Collected data entries:
*-*-*
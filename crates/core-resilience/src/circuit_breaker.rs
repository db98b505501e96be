//! Circuit Breaker implementation for fault tolerance
//!
//! The circuit breaker prevents cascading failures by failing fast when a
//! protected resource is experiencing issues. It has three states:
//! - Closed: Normal operation, calls pass through
//! - Open: Resource is unhealthy, calls are rejected without running
//! - HalfOpen: One probe at a time is admitted to test recovery
//!
//! # State Transitions
//! ```text
//! Closed   --failure x failure_threshold-->             Open
//! Open     --recovery_timeout elapsed, 1 probe-->       HalfOpen
//! HalfOpen --success x half_open_required_successes-->  Closed
//! HalfOpen --any failure-->                             Open
//! ```
//!
//! The breaker never runs operations itself. A caller asks [`CircuitBreaker::guard`]
//! for an [`Admission`], runs the operation, and hands the admission back through
//! exactly one of [`observe_success`](CircuitBreaker::observe_success),
//! [`observe_failure`](CircuitBreaker::observe_failure) or
//! [`abandon`](CircuitBreaker::abandon). All state lives behind one mutex that is
//! only held for the bookkeeping, never across an await point.
//!
//! # Example
//! ```
//! use bulwark_core_resilience::{CircuitBreaker, CircuitBreakerConfig, CircuitState};
//!
//! let breaker = CircuitBreaker::new("inventory-db", CircuitBreakerConfig {
//!     failure_threshold: 2,
//!     ..Default::default()
//! })
//! .unwrap();
//!
//! for _ in 0..2 {
//!     let admission = breaker.guard().unwrap();
//!     breaker.observe_failure(admission);
//! }
//! assert_eq!(breaker.state(), CircuitState::Open);
//! assert!(breaker.guard().is_err());
//! ```

use crate::error::{CircuitOpenError, ConfigError};
use crate::metrics::{ratio, CircuitBreakerMetrics};
use serde::Serialize;
use std::fmt;
use std::sync::{Mutex, MutexGuard, PoisonError};
use std::time::Duration;
use tokio::time::Instant;
use tracing::{debug, info, warn};

/// State of the circuit breaker
#[derive(Debug, Clone, Copy, PartialEq, Eq, Serialize)]
#[serde(rename_all = "snake_case")]
pub enum CircuitState {
    /// Circuit is closed, calls pass through normally
    Closed,
    /// Circuit is open, calls are rejected
    Open,
    /// Circuit is half-open, testing recovery with probe calls
    HalfOpen,
}

impl fmt::Display for CircuitState {
    fn fmt(&self, f: &mut fmt::Formatter<'_>) -> fmt::Result {
        match self {
            CircuitState::Closed => write!(f, "closed"),
            CircuitState::Open => write!(f, "open"),
            CircuitState::HalfOpen => write!(f, "half_open"),
        }
    }
}

/// Configuration for circuit breaker behavior
#[derive(Debug, Clone, PartialEq)]
pub struct CircuitBreakerConfig {
    /// Number of consecutive failures before opening circuit
    pub failure_threshold: u32,
    /// Duration to wait before admitting a probe while open
    pub recovery_timeout: Duration,
    /// Number of probe successes in half-open needed to close circuit
    pub half_open_required_successes: u32,
}

impl Default for CircuitBreakerConfig {
    fn default() -> Self {
        Self {
            failure_threshold: 5,
            recovery_timeout: Duration::from_secs(30),
            half_open_required_successes: 1,
        }
    }
}

impl CircuitBreakerConfig {
    /// Reject the first out-of-range parameter
    pub fn validate(&self) -> Result<(), ConfigError> {
        match self.problems().into_iter().next() {
            Some(problem) => Err(problem),
            None => Ok(()),
        }
    }

    /// Every out-of-range parameter, in field order
    pub fn problems(&self) -> Vec<ConfigError> {
        let mut problems = Vec::new();
        if self.failure_threshold < 1 {
            problems.push(ConfigError::invalid("failure_threshold", "must be at least 1"));
        }
        if self.half_open_required_successes < 1 {
            problems.push(ConfigError::invalid(
                "half_open_required_successes",
                "must be at least 1",
            ));
        }
        problems
    }
}

/// Permission to run one call, handed out by [`CircuitBreaker::guard`].
///
/// Must be returned to the breaker that issued it through exactly one of
/// `observe_success`, `observe_failure` or `abandon`.
#[derive(Debug)]
#[must_use = "an admission must be reported back to the circuit breaker"]
pub struct Admission {
    probe: Option<u64>,
}

impl Admission {
    /// Whether this call is the half-open recovery probe
    pub fn is_probe(&self) -> bool {
        self.probe.is_some()
    }
}

/// Internal state of the circuit breaker
#[derive(Debug)]
struct BreakerState {
    state: CircuitState,
    consecutive_failures: u32,
    half_open_successes: u32,
    /// Ticket of the probe currently in flight while half-open
    probe_in_flight: Option<u64>,
    next_probe_ticket: u64,
    last_transition: Instant,
    total_calls: u64,
    successful_calls: u64,
    failed_calls: u64,
    rejected_calls: u64,
}

impl BreakerState {
    fn new() -> Self {
        Self {
            state: CircuitState::Closed,
            consecutive_failures: 0,
            half_open_successes: 0,
            probe_in_flight: None,
            next_probe_ticket: 0,
            last_transition: Instant::now(),
            total_calls: 0,
            successful_calls: 0,
            failed_calls: 0,
            rejected_calls: 0,
        }
    }

    fn transition(&mut self, to: CircuitState) {
        self.state = to;
        self.last_transition = Instant::now();
        self.probe_in_flight = None;
        self.half_open_successes = 0;
    }

    fn take_probe(&mut self) -> Admission {
        let ticket = self.next_probe_ticket;
        self.next_probe_ticket = self.next_probe_ticket.wrapping_add(1);
        self.probe_in_flight = Some(ticket);
        Admission {
            probe: Some(ticket),
        }
    }

    /// Whether `admission` is the probe currently holding the slot
    fn holds_probe(&self, admission: &Admission) -> bool {
        admission.probe.is_some() && self.probe_in_flight == admission.probe
    }

    /// Free the probe slot if `admission` is the probe currently holding it
    fn release_probe(&mut self, admission: &Admission) {
        if self.holds_probe(admission) {
            self.probe_in_flight = None;
        }
    }
}

/// Circuit breaker guarding a single named resource.
///
/// Share one instance per resource through an `Arc` (see
/// [`ResilienceRegistry`](crate::ResilienceRegistry)).
#[derive(Debug)]
pub struct CircuitBreaker {
    name: String,
    config: CircuitBreakerConfig,
    state: Mutex<BreakerState>,
}

impl CircuitBreaker {
    /// Create a new circuit breaker with the given configuration
    pub fn new(name: impl Into<String>, config: CircuitBreakerConfig) -> Result<Self, ConfigError> {
        config.validate()?;
        Ok(Self {
            name: name.into(),
            config,
            state: Mutex::new(BreakerState::new()),
        })
    }

    /// Create a new circuit breaker with default configuration
    pub fn new_default(name: impl Into<String>) -> Self {
        Self {
            name: name.into(),
            config: CircuitBreakerConfig::default(),
            state: Mutex::new(BreakerState::new()),
        }
    }

    pub fn name(&self) -> &str {
        &self.name
    }

    pub fn config(&self) -> &CircuitBreakerConfig {
        &self.config
    }

    fn lock(&self) -> MutexGuard<'_, BreakerState> {
        // Bookkeeping never panics mid-update, so a poisoned lock still holds
        // consistent state.
        self.state.lock().unwrap_or_else(PoisonError::into_inner)
    }

    /// Get the current state of the circuit breaker
    pub fn state(&self) -> CircuitState {
        self.lock().state
    }

    /// Get current consecutive failure count
    pub fn consecutive_failures(&self) -> u32 {
        self.lock().consecutive_failures
    }

    /// Get current half-open success count
    pub fn half_open_successes(&self) -> u32 {
        self.lock().half_open_successes
    }

    /// Ask to run one call.
    ///
    /// While open and inside the recovery timeout, or while half-open with a
    /// probe already in flight, the call is rejected and counted in
    /// `rejected_calls`. The first call after the timeout moves the breaker to
    /// half-open and becomes the probe.
    pub fn guard(&self) -> Result<Admission, CircuitOpenError> {
        let mut state = self.lock();
        state.total_calls += 1;

        match state.state {
            CircuitState::Closed => Ok(Admission { probe: None }),
            CircuitState::Open => {
                if state.last_transition.elapsed() >= self.config.recovery_timeout {
                    state.transition(CircuitState::HalfOpen);
                    info!(breaker = %self.name, "Circuit half-open, admitting probe");
                    Ok(state.take_probe())
                } else {
                    self.reject(&mut state)
                }
            }
            CircuitState::HalfOpen => {
                if state.probe_in_flight.is_none() {
                    Ok(state.take_probe())
                } else {
                    self.reject(&mut state)
                }
            }
        }
    }

    fn reject(&self, state: &mut BreakerState) -> Result<Admission, CircuitOpenError> {
        state.rejected_calls += 1;
        debug!(breaker = %self.name, state = %state.state, "Circuit rejecting call");
        Err(CircuitOpenError {
            name: self.name.clone(),
        })
    }

    /// Report that an admitted call succeeded.
    ///
    /// While half-open, only the success of the probe currently in flight
    /// counts toward closing the circuit.
    pub fn observe_success(&self, admission: Admission) {
        let mut state = self.lock();
        state.successful_calls += 1;
        let is_current_probe = state.holds_probe(&admission);
        state.release_probe(&admission);

        match state.state {
            CircuitState::Closed => {
                state.consecutive_failures = 0;
            }
            CircuitState::HalfOpen => {
                // Only the probe in flight counts toward recovery
                if !is_current_probe {
                    return;
                }
                state.half_open_successes += 1;
                if state.half_open_successes >= self.config.half_open_required_successes {
                    state.transition(CircuitState::Closed);
                    state.consecutive_failures = 0;
                    info!(breaker = %self.name, "Circuit closed, resource recovered");
                }
            }
            CircuitState::Open => {
                // Call was admitted before the circuit opened; it does not
                // shorten the recovery timeout.
            }
        }
    }

    /// Report that an admitted call failed
    pub fn observe_failure(&self, admission: Admission) {
        let mut state = self.lock();
        state.failed_calls += 1;
        state.consecutive_failures = state.consecutive_failures.saturating_add(1);
        state.release_probe(&admission);

        match state.state {
            CircuitState::Closed => {
                if state.consecutive_failures >= self.config.failure_threshold {
                    state.transition(CircuitState::Open);
                    warn!(
                        breaker = %self.name,
                        consecutive_failures = state.consecutive_failures,
                        recovery_timeout_ms = self.config.recovery_timeout.as_millis() as u64,
                        "Circuit opened"
                    );
                }
            }
            CircuitState::HalfOpen => {
                state.transition(CircuitState::Open);
                warn!(breaker = %self.name, "Probe failed, circuit reopened");
            }
            CircuitState::Open => {}
        }
    }

    /// Hand back an admitted call that produced no outcome (e.g. it was cancelled).
    ///
    /// Frees the probe slot if the call was the probe; counters and state are
    /// left untouched.
    pub fn abandon(&self, admission: Admission) {
        let mut state = self.lock();
        if admission.is_probe() {
            debug!(breaker = %self.name, "Probe abandoned without an outcome");
        }
        state.release_probe(&admission);
    }

    /// Reset the circuit breaker to closed state.
    ///
    /// Lifetime counters are kept.
    pub fn reset(&self) {
        let mut state = self.lock();
        state.transition(CircuitState::Closed);
        state.consecutive_failures = 0;
        info!(breaker = %self.name, "Circuit manually reset");
    }

    /// Point-in-time view of state and counters
    pub fn metrics(&self) -> CircuitBreakerMetrics {
        let state = self.lock();
        CircuitBreakerMetrics {
            name: self.name.clone(),
            state: state.state,
            failure_threshold: self.config.failure_threshold,
            consecutive_failures: state.consecutive_failures,
            half_open_successes: state.half_open_successes,
            total_calls: state.total_calls,
            successful_calls: state.successful_calls,
            failed_calls: state.failed_calls,
            rejected_calls: state.rejected_calls,
            success_rate: ratio(
                state.successful_calls,
                state.successful_calls + state.failed_calls,
            ),
            state_age_ms: state.last_transition.elapsed().as_millis() as u64,
        }
    }
}
#[cfg(test)]
mod tests {
    use super::*;
    use std::borrow::Cow;
    use std::sync::atomic::{AtomicU32, Ordering};

    #[derive(Debug, PartialEq)]
    enum TestError {
        Flaky,
        Broken,
        Weird,
    }

    impl Classify for TestError {
        fn kind(&self) -> Cow<'_, str> {
            match self {
                TestError::Flaky => Cow::Borrowed("transient"),
                TestError::Broken => Cow::Borrowed("permanent"),
                TestError::Weird => Cow::Borrowed("unheard-of"),
            }
        }
    }

    fn fast_policy(max_attempts: u32) -> RetryPolicy {
        RetryPolicy::new(RetryConfig {
            max_attempts,
            base_delay: Duration::from_millis(1),
            max_delay: Duration::from_millis(5),
            jitter: false,
            ..Default::default()
        })
        .unwrap()
    }

    #[test]
    fn test_deterministic_backoff_sequence() {
        let policy = RetryPolicy::new(RetryConfig {
            base_delay: Duration::from_secs(1),
            max_delay: Duration::from_secs(10),
            backoff_factor: 2.0,
            jitter: false,
            ..Default::default()
        })
        .unwrap();

        let delays: Vec<_> = (0..5).map(|a| policy.calculate_delay(a)).collect();
        assert_eq!(
            delays,
            vec![
                Duration::from_secs(1),
                Duration::from_secs(2),
                Duration::from_secs(4),
                Duration::from_secs(8),
                Duration::from_secs(10),
            ]
        );
    }

    #[test]
    fn test_jittered_delay_bounds() {
        let policy = RetryPolicy::new(RetryConfig {
            max_attempts: 8,
            base_delay: Duration::from_millis(50),
            max_delay: Duration::from_secs(2),
            ..Default::default()
        })
        .unwrap();

        for attempt in 0..policy.max_attempts() {
            for _ in 0..100 {
                let delay = policy.calculate_delay(attempt);
                assert!(delay > Duration::ZERO);
                assert!(delay <= Duration::from_secs(2));
                assert!(delay >= DEFAULT_JITTER_FLOOR);
            }
        }
        for _ in 0..100 {
            assert!(policy.calculate_delay(0) <= Duration::from_millis(50));
        }
    }

    #[test]
    fn test_delay_below_floor_is_not_jittered() {
        let policy = RetryPolicy::new(RetryConfig {
            base_delay: Duration::from_millis(2),
            jitter_floor: Duration::from_millis(10),
            ..Default::default()
        })
        .unwrap();
        assert_eq!(policy.calculate_delay(0), Duration::from_millis(2));
    }

    #[test]
    fn test_huge_attempt_is_capped() {
        let policy = fast_policy(3);
        assert_eq!(policy.calculate_delay(u32::MAX), Duration::from_millis(5));
    }

    #[test]
    fn test_validation() {
        let bad = [
            RetryConfig {
                max_attempts: 0,
                ..Default::default()
            },
            RetryConfig {
                base_delay: Duration::ZERO,
                ..Default::default()
            },
            RetryConfig {
                max_delay: Duration::from_millis(1),
                ..Default::default()
            },
            RetryConfig {
                backoff_factor: 1.0,
                ..Default::default()
            },
            RetryConfig {
                jitter_floor: Duration::ZERO,
                ..Default::default()
            },
        ];
        for config in bad {
            assert!(RetryPolicy::new(config).is_err());
        }
        assert!(RetryPolicy::new(RetryConfig::default()).is_ok());
    }

    #[test]
    fn test_problems_reports_every_bad_field() {
        let config = RetryConfig {
            max_attempts: 0,
            base_delay: Duration::ZERO,
            jitter_floor: Duration::ZERO,
            ..Default::default()
        };
        let fields: Vec<_> = config
            .problems()
            .into_iter()
            .map(|ConfigError::Invalid { field, .. }| field)
            .collect();
        assert_eq!(fields, vec!["max_attempts", "base_delay", "jitter_floor"]);
        assert!(RetryConfig::default().problems().is_empty());
    }

    #[test]
    fn test_classification() {
        let policy = RetryPolicy::new_default();
        assert_eq!(policy.classify(&TestError::Flaky), ErrorClass::Transient);
        assert_eq!(policy.classify(&TestError::Broken), ErrorClass::Fatal);
        assert_eq!(policy.classify(&TestError::Weird), ErrorClass::Fatal);

        // Non-retryable membership wins when a kind is in both sets
        let both = RetryPolicy::new(
            RetryConfig::default()
                .with_retryable(["transient"])
                .with_non_retryable(["transient"]),
        )
        .unwrap();
        assert_eq!(both.classify(&TestError::Flaky), ErrorClass::Fatal);
    }

    #[tokio::test]
    async fn test_success_after_transient_failures() {
        let calls = AtomicU32::new(0);
        let result = fast_policy(3)
            .execute(|| async {
                if calls.fetch_add(1, Ordering::SeqCst) < 2 {
                    Err(TestError::Flaky)
                } else {
                    Ok("done")
                }
            })
            .await;

        assert_eq!(result.unwrap(), "done");
        assert_eq!(calls.load(Ordering::SeqCst), 3);
    }

    #[tokio::test]
    async fn test_fatal_error_is_not_retried() {
        let calls = AtomicU32::new(0);
        let result: Result<(), _> = fast_policy(5)
            .execute(|| async {
                calls.fetch_add(1, Ordering::SeqCst);
                Err(TestError::Broken)
            })
            .await;

        assert!(matches!(result, Err(ResilienceError::Operation(TestError::Broken))));
        assert_eq!(calls.load(Ordering::SeqCst), 1);
    }

    #[tokio::test]
    async fn test_unclassified_error_is_not_retried() {
        let calls = AtomicU32::new(0);
        let result: Result<(), _> = fast_policy(5)
            .execute(|| async {
                calls.fetch_add(1, Ordering::SeqCst);
                Err(TestError::Weird)
            })
            .await;

        assert!(matches!(result, Err(ResilienceError::Operation(TestError::Weird))));
        assert_eq!(calls.load(Ordering::SeqCst), 1);
    }

    #[tokio::test]
    async fn test_retries_exhausted_wraps_last_error() {
        let calls = AtomicU32::new(0);
        let result: Result<(), _> = fast_policy(4)
            .execute(|| async {
                calls.fetch_add(1, Ordering::SeqCst);
                Err(TestError::Flaky)
            })
            .await;

        match result {
            Err(ResilienceError::RetriesExhausted { attempts, source }) => {
                assert_eq!(attempts, 4);
                assert_eq!(source, TestError::Flaky);
            }
            other => panic!("Expected RetriesExhausted, got {:?}", other),
        }
        assert_eq!(calls.load(Ordering::SeqCst), 4);
    }

    #[tokio::test(start_paused = true)]
    async fn test_backoff_waits_between_attempts() {
        let policy = RetryPolicy::new(RetryConfig {
            max_attempts: 3,
            base_delay: Duration::from_millis(100),
            max_delay: Duration::from_secs(1),
            jitter: false,
            ..Default::default()
        })
        .unwrap();

        let start = tokio::time::Instant::now();
        let _: Result<(), _> = policy.execute(|| async { Err(TestError::Flaky) }).await;

        // 100ms after the first attempt, 200ms after the second
        let elapsed = start.elapsed();
        assert!(elapsed >= Duration::from_millis(300));
        assert!(elapsed < Duration::from_millis(310));
    }

    #[test]
    fn test_blocking_execute() {
        let mut calls = 0;
        let result = fast_policy(3).execute_blocking(|| {
            calls += 1;
            if calls < 3 {
                Err(TestError::Flaky)
            } else {
                Ok(calls)
            }
        });
        assert_eq!(result.unwrap(), 3);
    }

    #[test]
    fn test_single_attempt_policy() {
        let mut calls = 0;
        let result: Result<(), _> = fast_policy(1).execute_blocking(|| {
            calls += 1;
            Err(TestError::Flaky)
        });
        assert!(matches!(
            result,
            Err(ResilienceError::RetriesExhausted { attempts: 1, .. })
        ));
        assert_eq!(calls, 1);
    }

    #[test]
    fn test_metrics_reflect_config() {
        let policy = fast_policy(7);
        let snapshot = policy.metrics();
        assert_eq!(snapshot.max_attempts, 7);
        assert_eq!(snapshot.base_delay_ms, 1);
        assert!(!snapshot.jitter);
        assert_eq!(snapshot.retryable, vec!["timeout".to_string(), "transient".to_string()]);
        assert_eq!(snapshot, policy.metrics());
    }
}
*-*-*
Having output the line that contains "operation, calls pass through", stop. Every line before it, back to the first line of the data, must be reproduced exactly.

Solution:
filename crates/core-resilience/src/circuit_breaker.rs
repository db98b505501e96be
//! Circuit Breaker implementation for fault tolerance
//!
//! The circuit breaker prevents cascading failures by failing fast when a
//! protected resource is experiencing issues. It has three states:
//! - Closed: Normal operation, calls pass through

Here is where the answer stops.